This is a myth only a Millennial could love … or believe. True, if you work for someone else, you generally have set hours during which you have to be present at work, and usually on-site  although this is to a degree changing in the workplace with the increased popularity of working online or remotely at least part of the time. But with a small business, generally, if you’re not on deck, nobody is. And that means you end up more firmly rooted to your work and less able to “shut it down” than you if you were someone else’s employee. It’s also true that, as an employee, you can at times come under pressure from your employer or from managers to whom you report, to conform to some idea of “corporate social orthodoxy”.  Whatever that means or involves. But don’t kid yourself. As a small business owner/operator, the pressure of having to not offend your customer or client base is just as strong, if not more so. At least when your business is in the earlier stages of its start-up. One of the defining characteristics of small businesses is that it does business at a more personal level and therefore depends heavily on maintaining good public relations. Because the constituency of a small business is so much smaller and likely more homogeneous, as well as more sensitive to personal engagement than that of big business, it’s easier to find yourself in big trouble with significant portions of your customer base, for reasons totally unrelated to the product or service you market and deliver. How that translates into greater freedom to exercise social responsibility is beyond me.

Myth #5 – You can “fake it until you make it” …

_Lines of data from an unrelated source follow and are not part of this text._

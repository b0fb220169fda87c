//! bb8-backed pool of async Diesel PostgreSQL connections.
//!
//! Repositories hold a cloned [`DbPool`] and check out one connection per
//! operation. Checkout failures surface as [`PoolError`] and are translated
//! into each port's `Connection` error variant.

use std::time::Duration;

use diesel_async::AsyncPgConnection;
use diesel_async::pooled_connection::AsyncDieselConnectionManager;
use diesel_async::pooled_connection::bb8::{Pool, PooledConnection};

/// Errors raised while building or using the pool.
#[derive(Debug, Clone, PartialEq, Eq, thiserror::Error)]
pub enum PoolError {
    /// No connection became available within the timeout.
    #[error("failed to check out database connection: {message}")]
    Checkout { message: String },

    /// The pool could not be constructed.
    #[error("failed to build database pool: {message}")]
    Build { message: String },
}

impl PoolError {
    pub(crate) fn checkout(message: impl Into<String>) -> Self {
        Self::Checkout {
            message: message.into(),
        }
    }

    pub(crate) fn build(message: impl Into<String>) -> Self {
        Self::Build {
            message: message.into(),
        }
    }

    /// Underlying driver message.
    pub fn message(&self) -> &str {
        match self {
            Self::Checkout { message } | Self::Build { message } => message,
        }
    }
}

/// Pool sizing and timeouts.
///
/// Defaults: at most 10 connections, 1 kept idle, 5 second checkout timeout.
#[derive(Debug, Clone)]
pub struct PoolConfig {
    database_url: String,
    max_size: u32,
    min_idle: Option<u32>,
    connection_timeout: Duration,
}

impl PoolConfig {
    /// Configuration for `database_url` with default limits.
    pub fn new(database_url: impl Into<String>) -> Self {
        Self {
            database_url: database_url.into(),
            max_size: 10,
            min_idle: Some(1),
            connection_timeout: Duration::from_secs(5),
        }
    }

    /// Cap the number of open connections.
    #[must_use]
    pub fn with_max_size(mut self, max_size: u32) -> Self {
        self.max_size = max_size.max(1);
        self
    }

    /// Keep at least this many idle connections warm.
    #[must_use]
    pub fn with_min_idle(mut self, min_idle: Option<u32>) -> Self {
        self.min_idle = min_idle;
        self
    }

    /// Give up on checkout after `timeout`.
    #[must_use]
    pub fn with_connection_timeout(mut self, timeout: Duration) -> Self {
        self.connection_timeout = timeout;
        self
    }

    /// Connection string.
    pub fn database_url(&self) -> &str {
        &self.database_url
    }
}

/// Shared async connection pool.
#[derive(Clone)]
pub struct DbPool {
    inner: Pool<AsyncPgConnection>,
}

impl DbPool {
    /// Build the pool, opening `min_idle` connections eagerly.
    ///
    /// # Errors
    ///
    /// [`PoolError::Build`] when the URL is invalid or the server refuses
    /// the initial connections.
    pub async fn new(config: PoolConfig) -> Result<Self, PoolError> {
        let manager = AsyncDieselConnectionManager::<AsyncPgConnection>::new(config.database_url);
        let inner = Pool::builder()
            .max_size(config.max_size)
            .min_idle(config.min_idle)
            .connection_timeout(config.connection_timeout)
            .build(manager)
            .await
            .map_err(|err| PoolError::build(err.to_string()))?;
        Ok(Self { inner })
    }

    /// Check out a connection.
    ///
    /// # Errors
    ///
    /// [`PoolError::Checkout`] when none is available before the timeout.
    pub async fn get(&self) -> Result<PooledConnection<'_, AsyncPgConnection>, PoolError> {
        self.inner
            .get()
            .await
            .map_err(|err| PoolError::checkout(err.to_string()))
    }
}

Notwithstanding that this was said in print not too long ago by celebrity entrepreneur Richard Branson or at least postulated by a ghostwriter whom he employed to effect some of his social media presence it’s not a development strategy of choice for a small business. As a small-business person, you will have fewer colleagues backing you up, and far fewer covering up for you. So, there is much to “learn on the job.”  And your mistakes will be much more obvious to your customer or client base than they would be if you were employed in a large firm where you can much of the time hide in the bushes. No siree, in a small business environment, mistakes are not only costly, but they are also so many times more difficult for your reputation to absorb. Which emphasizes the importance of having adequate training, skill, and experience than it is in the context of big business. “Small Business usually deals with known and established products & services … [whereas] Entrepreneurial Ventures are for new innovative offerings…” —  Investopedia There is a wide variety of myths about small businesses created and perpetuated on social media by people who lack even a passing real-world acquaintance with owning or running a business at all. One of these is the view that every small-business person is ipso facto an entrepreneur. Nothing could be farther from the truth. Most small-business people seek to provide proven goods and services on a stable, long-term basis to an established niche market, defined either geographically or by market segment. That is one reason why franchising is such an attractive option to would-be small business owners.

Myth #6 – Running a small business puts you in the company of the world’s super-entrepreneurs …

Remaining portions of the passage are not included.